Expansionary fiscal policy also has its limits and has to be treated with care. The bond markets, which the government use
to borrow money, may resist new issues, forcing up yields and the cost of capital. Some governments are already finding it
difficult to borrow, but while some highly indebted countries, such as Greece and Italy, pay a significant premium over US
bonds, other highly indebted governments, like Japan, can still borrow very cheaply because they have access to willing domestic
savers who trust government paper. Overall, there is no serious constraint at present on deficit financing through the markets,
but it may well be coming.

Supposing, however, that conventional monetary and fiscal policy fails: what then? Japan struggled for a decade with prolonged
recession brought about by a deflating property bubble and an overhang of debt. Fiscal stimuli and zero interest rates didn’t
work. One solution to this problem, were it to arise now in major economies, would be for governments directly to expand the
money supply. The euphemism ‘quantitative easing’ is increasingly being used in the USA and the UK, and was advocated by Mr
Ben Bernanke of the US Federal Reserve when Japan was mired in its crisis. Essentially, the government borrows from the central
bank rather than the markets. The government, in effect, leaves its deficit unfunded. The money created could be used either
to give money to individuals, bypassing banks and money markets, or to support and cheapen the government’s market borrowing
(by the government offering cash to buy up its own long-term bonds). Or it could be used to buy up a variety of private assets,
including bad and toxic debt, in order to encourage new lending. Carefully managed, the inflationary impact of money expansion
– which is popularly described as printing money though it does not directly involve printing presses – would simply offset
the forces of deflation. The problem is, however, that governments might not know when to stop. They might be tempted to create
inflation to revive the economy by rescuing debtors (at the expense of savers). Fears
that governments might be headed down the road to Mugabe’s Zimbabwe or the Weimar Republic could frighten currency markets
and, of course, voters. Such fears are, however, far-fetched and the major experiments so far have been carefully conducted.

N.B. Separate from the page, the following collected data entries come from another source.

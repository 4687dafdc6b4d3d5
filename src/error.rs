use thiserror::Error;

/// Custom error type for chromsol
///
/// This error type is used to wrap all possible errors that can occur when
/// configuring, initializing, and integrating a general rate model.
#[derive(Error, Debug)]
pub enum ChromsolError {
    #[error("Configuration error: {0}")]
    ConfigurationError(#[from] ConfigurationError),
    #[error("Linear solver error: {0}")]
    LinearSolverError(#[from] LinearSolverError),
    #[error("Initialization error: {0}")]
    InitializationError(#[from] InitializationError),
    #[error("Integration error: {0}")]
    IntegrationError(#[from] IntegrationError),
    #[error("I/O error: {0}")]
    IoError(String),
    #[error("Error: {0}")]
    Other(String),
}

impl ChromsolError {
    /// Exit code for the command line wrapper: 0 success, 1 usage or generic,
    /// 2 I/O or file format, 3 solver or integration failure.
    pub fn exit_code(&self) -> i32 {
        match self {
            ChromsolError::ConfigurationError(_) => 1,
            ChromsolError::IoError(_) => 2,
            ChromsolError::LinearSolverError(_)
            | ChromsolError::InitializationError(_)
            | ChromsolError::IntegrationError(_) => 3,
            ChromsolError::Other(_) => 1,
        }
    }

    /// Whether the time integrator may retry with a reduced step size.
    pub fn is_recoverable(&self) -> bool {
        match self {
            ChromsolError::LinearSolverError(e) => e.is_recoverable(),
            _ => false,
        }
    }
}

/// Possible errors that can occur when configuring a model or simulator
#[derive(Error, Debug)]
pub enum ConfigurationError {
    #[error("Parameter {0} is missing")]
    MissingParameter(String),
    #[error("Parameter {name} does not contain enough values: expected {expected}, got {found}")]
    NotEnoughValues {
        name: String,
        expected: usize,
        found: usize,
    },
    #[error("Parameter {name} has invalid value: {reason}")]
    InvalidValue { name: String, reason: String },
    #[error("Parameter {name} has wrong type")]
    WrongType { name: String },
    #[error("All sensitivity directions are in use (maximum {0})")]
    TooManySensitivities(usize),
    #[error("Unknown sensitive parameter")]
    UnknownSensitiveParameter,
    #[error("Error: {0}")]
    Other(String),
}

/// Possible errors that can occur during the Schur-complement linear solve
#[derive(Error, Debug)]
pub enum LinearSolverError {
    #[error("Factorization failed for column block of component {comp}: singular pivot in row {row}")]
    SingularColumnBlock { comp: usize, row: usize },
    #[error("Factorization failed for particle block of cell {cell}: singular pivot in row {row}")]
    SingularParticleBlock { cell: usize, row: usize },
    #[error("Block solve failed for column block of component {comp}")]
    ColumnBlockSolveFailed { comp: usize },
    #[error("Block solve failed for particle block of cell {cell}")]
    ParticleBlockSolveFailed { cell: usize },
    #[error("GMRES did not converge after {iterations} iterations (residual {residual:e})")]
    GmresDidNotConverge { iterations: usize, residual: f64 },
    #[error("GMRES breakdown after {iterations} iterations")]
    GmresBreakdown { iterations: usize },
    #[error("Matrix is singular: zero pivot in row {row}")]
    SingularMatrix { row: usize },
    #[error("Matrix has not been factorized")]
    NotFactorized,
    #[error("Error: {0}")]
    Other(String),
}

impl LinearSolverError {
    /// A recoverable failure maps to the `+1` return convention of the solver
    /// contract: the integrator reduces the step size and retries.
    pub fn is_recoverable(&self) -> bool {
        !matches!(self, LinearSolverError::NotFactorized)
    }
}

/// Possible errors that can occur during consistent initialization
#[derive(Error, Debug)]
pub enum InitializationError {
    #[error("Factorization failed for column block of component {comp} during initialization")]
    SingularColumnBlock { comp: usize },
    #[error("Factorization failed for particle block of cell {cell} during initialization")]
    SingularParticleBlock { cell: usize },
    #[error("Algebraic block factorization failed for cell {cell}, shell {shell}")]
    SingularAlgebraicBlock { cell: usize, shell: usize },
    #[error("Binding equations did not converge for cell {cell}, shell {shell} (residual {residual:e})")]
    BindingDidNotConverge {
        cell: usize,
        shell: usize,
        residual: f64,
    },
    #[error("Error: {0}")]
    Other(String),
}

/// Possible errors that can occur while integrating in time
#[derive(Error, Debug)]
pub enum IntegrationError {
    #[error("Maximum number of time steps ({0}) exceeded")]
    MaxStepsExceeded(usize),
    #[error("Step size {h:e} below minimum at time {time}")]
    StepSizeTooSmall { h: f64, time: f64 },
    #[error("Newton iteration did not converge at time {time}")]
    NewtonDidNotConverge { time: f64 },
    #[error("Too many error test failures at time {time}")]
    TooManyErrorTestFailures { time: f64 },
    #[error("Model has not been set")]
    ModelNotSet,
    #[error("Section times must be strictly increasing")]
    InvalidSectionTimes,
    #[error("Error: {0}")]
    Other(String),
}

#[macro_export]
macro_rules! config_error {
    ($variant:ident) => {
        $crate::error::ChromsolError::from($crate::error::ConfigurationError::$variant)
    };
    ($variant:ident { $($body:tt)* }) => {
        $crate::error::ChromsolError::from($crate::error::ConfigurationError::$variant { $($body)* })
    };
    ($variant:ident, $($arg:tt)*) => {
        $crate::error::ChromsolError::from($crate::error::ConfigurationError::$variant($($arg)*))
    };
}

#[macro_export]
macro_rules! linear_solver_error {
    ($variant:ident) => {
        $crate::error::ChromsolError::from($crate::error::LinearSolverError::$variant)
    };
    ($variant:ident { $($body:tt)* }) => {
        $crate::error::ChromsolError::from($crate::error::LinearSolverError::$variant { $($body)* })
    };
    ($variant:ident, $($arg:tt)*) => {
        $crate::error::ChromsolError::from($crate::error::LinearSolverError::$variant($($arg)*))
    };
}

#[macro_export]
macro_rules! init_error {
    ($variant:ident) => {
        $crate::error::ChromsolError::from($crate::error::InitializationError::$variant)
    };
    ($variant:ident { $($body:tt)* }) => {
        $crate::error::ChromsolError::from($crate::error::InitializationError::$variant { $($body)* })
    };
    ($variant:ident, $($arg:tt)*) => {
        $crate::error::ChromsolError::from($crate::error::InitializationError::$variant($($arg)*))
    };
}

#[macro_export]
macro_rules! integration_error {
    ($variant:ident) => {
        $crate::error::ChromsolError::from($crate::error::IntegrationError::$variant)
    };
    ($variant:ident { $($body:tt)* }) => {
        $crate::error::ChromsolError::from($crate::error::IntegrationError::$variant { $($body)* })
    };
    ($variant:ident, $($arg:tt)*) => {
        $crate::error::ChromsolError::from($crate::error::IntegrationError::$variant($($arg)*))
    };
}
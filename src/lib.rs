//! # chromsol
//!
//! Chromsol simulates chromatographic column processes described by the
//! general rate model: convective-dispersive transport in a packed bed, film
//! diffusion into porous beads, pore and surface diffusion inside each bead,
//! and adsorption isotherms binding mobile-phase species to the solid phase.
//! Spatial discretization turns the governing equations into a large index-1
//! differential-algebraic system that is advanced by a variable-step BDF
//! integrator.
//!
//! The crate is built around the two pieces of machinery that make such a
//! simulation fast and robust:
//!
//! - **The structured linear solver.** Every Newton iteration of the time
//!   integrator solves a system with the discretized Jacobian, whose
//!   block-arrow structure (independent banded diagonal blocks coupled to
//!   the film-flux equations) admits a Schur-complement decomposition:
//!   per-block banded LU factorizations run in parallel, and the reduced
//!   system on the flux unknowns is solved with matrix-free restarted GMRES.
//!   See [`GeneralRateModel::linear_solve`].
//!
//! - **Consistent initialization.** Initial values of an index-1 DAE must
//!   satisfy the algebraic equations, and the initial time derivative must
//!   lie in the tangent space of that manifold. The normal, lean, and
//!   sensitivity initialization pipelines live in
//!   [`model::initial_conditions`].
//!
//! ## Putting a simulation together
//!
//! Configure a [`Discretization`], [`ColumnParams`], a [`BindingModel`]
//! variant, and an [`Inlet`]; combine them into a [`GeneralRateModel`]; then
//! hand the model to a [`Simulator`], register solution times and (optionally)
//! sensitive parameters, and call [`Simulator::integrate`] with a
//! [`SolutionRecorder`].
//!
//! Forward parameter sensitivities use a fixed-direction dual number
//! ([`ad::Active`]): registering a parameter seeds one derivative direction,
//! and a single residual evaluation then yields `dF/dp` for all registered
//! parameters at once.

pub mod ad;
pub mod config;
pub mod error;
pub mod krylov;
pub mod linalg;
pub mod model;
pub mod parallel;
pub mod simulator;
pub mod timing;

pub use config::{InMemoryProvider, ParameterProvider};
pub use error::ChromsolError;
pub use krylov::{Gmres, GmresStats};
pub use linalg::{BandMatrix, DenseSlab, FactorizableBandMatrix, SparseCoupling};
pub use model::binding::{BindingModel, LangmuirBinding, LinearBinding, SmaBinding};
pub use model::{
    ColumnParams, Discretization, GeneralRateModel, Indexer, Inlet, InletSection, ParamId,
};
pub use simulator::{ConsistentInitialization, InMemoryRecorder, Simulator, SolutionRecorder};
pub use timing::TimingReport;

The authorities will have to take care to ensure that there is no excess money created, or that it is mopped up quickly (which
could require government borrowing by the issuing of bonds). And there is the longer-term threat to central bank independence,
since once the immediate crisis is over there will be a temptation for governments to ‘burn off’ accumulated government debt
through inflation, and inflation targeting will come under strain.